Exercise objective: Below are records; reproduce exactly the lines from the first through the one containing "pub struct OutlineSettings".

Records provided:
__________
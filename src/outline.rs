//! Client for the Outline server management API
//!
//! Every request goes over a TLS connection pinned to the server's
//! self-signed certificate. Connections are not pooled, so the pin is
//! checked on every request.
//!
//! [`OutlineClient::rename_key`] is for operator tooling built on this
//! library. The key dialog never renames keys: ownership lives in the key
//! name, and only an operator may change it.

pub mod pinning;
mod types;

pub use pinning::{Fingerprint, FingerprintError};
pub use types::{AccessKey, ServerInfo};

use base64::Engine;
use reqwest::{Client, Response, StatusCode};
use serde::de::DeserializeOwned;
use std::time::Duration;
use thiserror::Error;
use types::{ListKeysResponse, NewAccessKey, RenameAccessKey};

/// Cipher Outline assigns to new keys unless configured otherwise
pub const DEFAULT_KEY_METHOD: &str = "chacha20-ietf-poly1305";

#[derive(Debug, Error)]
pub enum OutlineError {
    #[error("TLS setup failed: {0}")]
    Tls(#[from] rustls::Error),
    #[error("request failed: {0}")]
    Http(#[from] reqwest::Error),
    #[error("{method} {url} returned {status}, expected {expected}")]
    UnexpectedStatus {
        method: &'static str,
        url: String,
        status: StatusCode,
        expected: StatusCode,
    },
    #[error("key {id} was renamed to {expected:?} but reports {actual:?}")]
    RenameMismatch {
        id: String,
        expected: String,
        actual: Option<String>,
    },
}

/// Settings shared by every client
#[derive(Debug, Clone)]
pub struct OutlineSettings {
    /// Cipher for new access keys
    pub method: String,
    pub timeout: Duration,
}

impl Default for OutlineSettings {
    fn default() -> Self {
        Self {
            method: DEFAULT_KEY_METHOD.to_string(),
            timeout: Duration::from_secs(30),
        }
    }
}

/// Management API client for one Outline server
#[derive(Debug, Clone)]
pub struct OutlineClient {
    http: Client,
    management_url: String,
    method: String,
}

impl OutlineClient {
    pub fn new(
        management_url: &str,
        fingerprint: Fingerprint,
        settings: &OutlineSettings,
    ) -> Result<Self, OutlineError> {
        let tls = pinning::pinned_client_config(fingerprint)?;
        let http = Client::builder()
            .use_preconfigured_tls(tls)
            .pool_max_idle_per_host(0)
            .timeout(settings.timeout)
            .build()?;

        Ok(Self {
            http,
            management_url: management_url.trim_end_matches('/').to_string(),
            method: settings.method.clone(),
        })
    }

    fn url(&self, path: &str) -> String {
        format!("{}{path}", self.management_url)
    }

    pub async fn get_server(&self) -> Result<ServerInfo, OutlineError> {
        let url = self.url("/server");
        let response = self.http.get(&url).send().await?;
        read_json(expect_status(response, "GET", &url, StatusCode::OK)?).await
    }

    pub async fn list_keys(&self) -> Result<Vec<AccessKey>, OutlineError> {
        let url = self.url("/access-keys");
        let response = self.http.get(&url).send().await?;
        let list: ListKeysResponse =
            read_json(expect_status(response, "GET", &url, StatusCode::OK)?).await?;
        Ok(list.access_keys)
    }

    /// Look up a key; `None` if the server does not know it
    pub async fn get_key(&self, id: &str) -> Result<Option<AccessKey>, OutlineError> {
        let url = self.url(&format!("/access-keys/{id}"));
        let response = self.http.get(&url).send().await?;
        if response.status() == StatusCode::NOT_FOUND {
            return Ok(None);
        }
        read_json(expect_status(response, "GET", &url, StatusCode::OK)?)
            .await
            .map(Some)
    }

    /// Create a key on the server's current port for new keys
    pub async fn create_key(&self, name: &str) -> Result<AccessKey, OutlineError> {
        let server = self.get_server().await?;
        let password = random_password();

        let url = self.url("/access-keys");
        let body = NewAccessKey {
            name,
            password: &password,
            port: server.port_for_new_access_keys,
            method: &self.method,
        };
        let response = self.http.post(&url).json(&body).send().await?;
        let key: AccessKey =
            read_json(expect_status(response, "POST", &url, StatusCode::CREATED)?).await?;

        tracing::info!(server = %server.name, key_id = %key.id, "created access key");
        Ok(key)
    }

    /// Rename a key and confirm the server stored the new name. Operator use only.
    pub async fn rename_key(&self, id: &str, new_name: &str) -> Result<AccessKey, OutlineError> {
        let url = self.url(&format!("/access-keys/{id}/name"));
        let response = self
            .http
            .put(&url)
            .json(&RenameAccessKey { name: new_name })
            .send()
            .await?;
        expect_status(response, "PUT", &url, StatusCode::NO_CONTENT)?;

        match self.get_key(id).await? {
            Some(key) if key.name == new_name => Ok(key),
            other => Err(OutlineError::RenameMismatch {
                id: id.to_string(),
                expected: new_name.to_string(),
                actual: other.map(|k| k.name),
            }),
        }
    }

    pub async fn delete_key(&self, id: &str) -> Result<(), OutlineError> {
        let url = self.url(&format!("/access-keys/{id}"));
        let response = self.http.delete(&url).send().await?;
        expect_status(response, "DELETE", &url, StatusCode::NO_CONTENT)?;
        tracing::info!(key_id = %id, "deleted access key");
        Ok(())
    }
}

fn expect_status(
    response: Response,
    method: &'static str,
    url: &str,
    expected: StatusCode,
) -> Result<Response, OutlineError> {
    let status = response.status();
    if status == expected {
        Ok(response)
    } else {
        Err(OutlineError::UnexpectedStatus {
            method,
            url: url.to_string(),
            status,
            expected,
        })
    }
}

async fn read_json<T: DeserializeOwned>(response: Response) -> Result<T, OutlineError> {
    Ok(response.json().await?)
}

/// Shadowsocks password for a new key
fn random_password() -> String {
    base64::engine::general_purpose::STANDARD.encode(rand::random::<[u8; 24]>())
}

#[cfg(test)]
mod tests {
    use super::*;
    use tokio::io::{AsyncReadExt, AsyncWriteExt};
    use tokio::net::{TcpListener, TcpStream};
    use tokio::task::JoinHandle;

    #[derive(Debug, Clone, PartialEq, Eq)]
    struct Recorded {
        method: String,
        path: String,
        body: String,
    }

    const SERVER: &str = r#"{
        "name": "sgp1",
        "serverId": "3f1c",
        "metricsEnabled": false,
        "createdTimestampMs": 1700000000000,
        "version": "1.9.2",
        "portForNewAccessKeys": 4711,
        "hostnameForAccessKeys": "203.0.113.7"
    }"#;

    const KEY: &str = r#"{
        "id": "12",
        "name": "42~ann#beef",
        "password": "pw",
        "port": 4711,
        "method": "chacha20-ietf-poly1305",
        "accessUrl": "ss://abc@203.0.113.7:4711/?outline=1"
    }"#;

    async fn read_request(stream: &mut TcpStream) -> Recorded {
        let mut buf = Vec::new();
        let mut chunk = [0u8; 1024];
        let header_end = loop {
            let n = stream.read(&mut chunk).await.unwrap();
            assert!(n > 0, "client closed before sending headers");
            buf.extend_from_slice(&chunk[..n]);
            if let Some(pos) = buf.windows(4).position(|w| w == b"\r\n\r\n") {
                break pos + 4;
            }
        };

        let head = String::from_utf8_lossy(&buf[..header_end]).to_string();
        let mut lines = head.lines();
        let mut request_line = lines.next().unwrap().split_whitespace();
        let method = request_line.next().unwrap().to_string();
        let path = request_line.next().unwrap().to_string();
        let content_length = lines
            .filter_map(|l| l.split_once(':'))
            .find(|(k, _)| k.eq_ignore_ascii_case("content-length"))
            .map_or(0, |(_, v)| v.trim().parse::<usize>().unwrap());

        while buf.len() < header_end + content_length {
            let n = stream.read(&mut chunk).await.unwrap();
            buf.extend_from_slice(&chunk[..n]);
        }
        let body = String::from_utf8_lossy(&buf[header_end..header_end + content_length]).to_string();

        Recorded { method, path, body }
    }

    /// Plain-HTTP server answering one canned response per connection
    async fn serve(responses: Vec<(u16, &'static str)>) -> (String, JoinHandle<Vec<Recorded>>) {
        let listener = TcpListener::bind("127.0.0.1:0").await.unwrap();
        let addr = listener.local_addr().unwrap();

        let handle = tokio::spawn(async move {
            let mut recorded = Vec::new();
            for (status, body) in responses {
                let (mut stream, _) = listener.accept().await.unwrap();
                recorded.push(read_request(&mut stream).await);

                let mut response = format!("HTTP/1.1 {status} Canned\r\nconnection: close\r\n");
                if status != 204 {
                    response.push_str(&format!(
                        "content-type: application/json\r\ncontent-length: {}\r\n",
                        body.len()
                    ));
                }
                response.push_str("\r\n");
                response.push_str(body);
                stream.write_all(response.as_bytes()).await.unwrap();
                stream.shutdown().await.ok();
            }
            recorded
        });

        (format!("http://{addr}/s3cret/"), handle)
    }

    fn client(url: &str) -> OutlineClient {
        OutlineClient::new(url, Fingerprint::of(b"unused over plain http"), &OutlineSettings::default())
            .unwrap()
    }

    #[tokio::test]
    async fn test_get_server_decodes_camel_case() {
        let (url, server) = serve(vec![(200, SERVER)]).await;

        let info = client(&url).get_server().await.unwrap();

        assert_eq!(info.name, "sgp1");
        assert_eq!(info.port_for_new_access_keys, 4711);
        let requests = server.await.unwrap();
        assert_eq!(requests[0].method, "GET");
        assert_eq!(requests[0].path, "/s3cret/server");
    }

    #[tokio::test]
    async fn test_list_keys_unwraps_access_keys() {
        let body: &'static str = Box::leak(format!(r#"{{"accessKeys": [{KEY}]}}"#).into_boxed_str());
        let (url, _server) = serve(vec![(200, body)]).await;

        let keys = client(&url).list_keys().await.unwrap();

        assert_eq!(keys.len(), 1);
        assert_eq!(keys[0].access_url, "ss://abc@203.0.113.7:4711/?outline=1");
    }

    #[tokio::test]
    async fn test_get_key_maps_404_to_none() {
        let (url, _server) = serve(vec![(404, "{}")]).await;
        assert_eq!(client(&url).get_key("99").await.unwrap(), None);
    }

    #[tokio::test]
    async fn test_create_key_uses_server_port_and_method() {
        let (url, server) = serve(vec![(200, SERVER), (201, KEY)]).await;

        let key = client(&url).create_key("42~ann#beef").await.unwrap();
        assert_eq!(key.id, "12");

        let requests = server.await.unwrap();
        assert_eq!(requests[1].method, "POST");
        assert_eq!(requests[1].path, "/s3cret/access-keys");
        let sent: serde_json::Value = serde_json::from_str(&requests[1].body).unwrap();
        assert_eq!(sent["name"], "42~ann#beef");
        assert_eq!(sent["port"], 4711);
        assert_eq!(sent["method"], DEFAULT_KEY_METHOD);
        assert_eq!(sent["password"].as_str().unwrap().len(), 32);
    }

    #[tokio::test]
    async fn test_create_key_rejects_unexpected_status() {
        let (url, _server) = serve(vec![(200, SERVER), (200, KEY)]).await;

        let err = client(&url).create_key("x").await.unwrap_err();

        assert!(matches!(
            err,
            OutlineError::UnexpectedStatus { method: "POST", status, .. } if status == StatusCode::OK
        ));
    }

    #[tokio::test]
    async fn test_rename_key_checks_new_name() {
        let (url, server) = serve(vec![(204, ""), (200, KEY)]).await;

        let key = client(&url).rename_key("12", "42~ann#beef").await.unwrap();
        assert_eq!(key.name, "42~ann#beef");

        let requests = server.await.unwrap();
        assert_eq!(requests[0].method, "PUT");
        assert_eq!(requests[0].path, "/s3cret/access-keys/12/name");
        assert_eq!(requests[0].body, r#"{"name":"42~ann#beef"}"#);
    }

    #[tokio::test]
    async fn test_rename_key_detects_mismatch() {
        let (url, _server) = serve(vec![(204, ""), (200, KEY)]).await;

        let err = client(&url).rename_key("12", "something else").await.unwrap_err();

        assert!(matches!(err, OutlineError::RenameMismatch { actual: Some(_), .. }));
    }

    #[tokio::test]
    async fn test_delete_key_expects_no_content() {
        let (url, server) = serve(vec![(204, ""), (500, "{}")]).await;
        let client = client(&url);

        client.delete_key("12").await.unwrap();
        assert!(client.delete_key("12").await.is_err());

        let requests = server.await.unwrap();
        assert_eq!(requests[0].method, "DELETE");
        assert_eq!(requests[0].path, "/s3cret/access-keys/12");
    }

    #[test]
    fn test_random_password_is_base64_of_24_bytes() {
        let password = random_password();
        let decoded = base64::engine::general_purpose::STANDARD
            .decode(&password)
            .unwrap();
        assert_eq!(decoded.len(), 24);
        assert_ne!(password, random_password());
    }
}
__________
Written response:
filename src/outline.rs
//! Client for the Outline server management API
//!
//! Every request goes over a TLS connection pinned to the server's
//! self-signed certificate. Connections are not pooled, so the pin is
//! checked on every request.
//!
//! [`OutlineClient::rename_key`] is for operator tooling built on this
//! library. The key dialog never renames keys: ownership lives in the key
//! name, and only an operator may change it.

pub mod pinning;
mod types;

pub use pinning::{Fingerprint, FingerprintError};
pub use types::{AccessKey, ServerInfo};

use base64::Engine;
use reqwest::{Client, Response, StatusCode};
use serde::de::DeserializeOwned;
use std::time::Duration;
use thiserror::Error;
use types::{ListKeysResponse, NewAccessKey, RenameAccessKey};

/// Cipher Outline assigns to new keys unless configured otherwise
pub const DEFAULT_KEY_METHOD: &str = "chacha20-ietf-poly1305";

#[derive(Debug, Error)]
pub enum OutlineError {
    #[error("TLS setup failed: {0}")]
    Tls(#[from] rustls::Error),
    #[error("request failed: {0}")]
    Http(#[from] reqwest::Error),
    #[error("{method} {url} returned {status}, expected {expected}")]
    UnexpectedStatus {
        method: &'static str,
        url: String,
        status: StatusCode,
        expected: StatusCode,
    },
    #[error("key {id} was renamed to {expected:?} but reports {actual:?}")]
    RenameMismatch {
        id: String,
        expected: String,
        actual: Option<String>,
    },
}

/// Settings shared by every client
#[derive(Debug, Clone)]
pub struct OutlineSettings {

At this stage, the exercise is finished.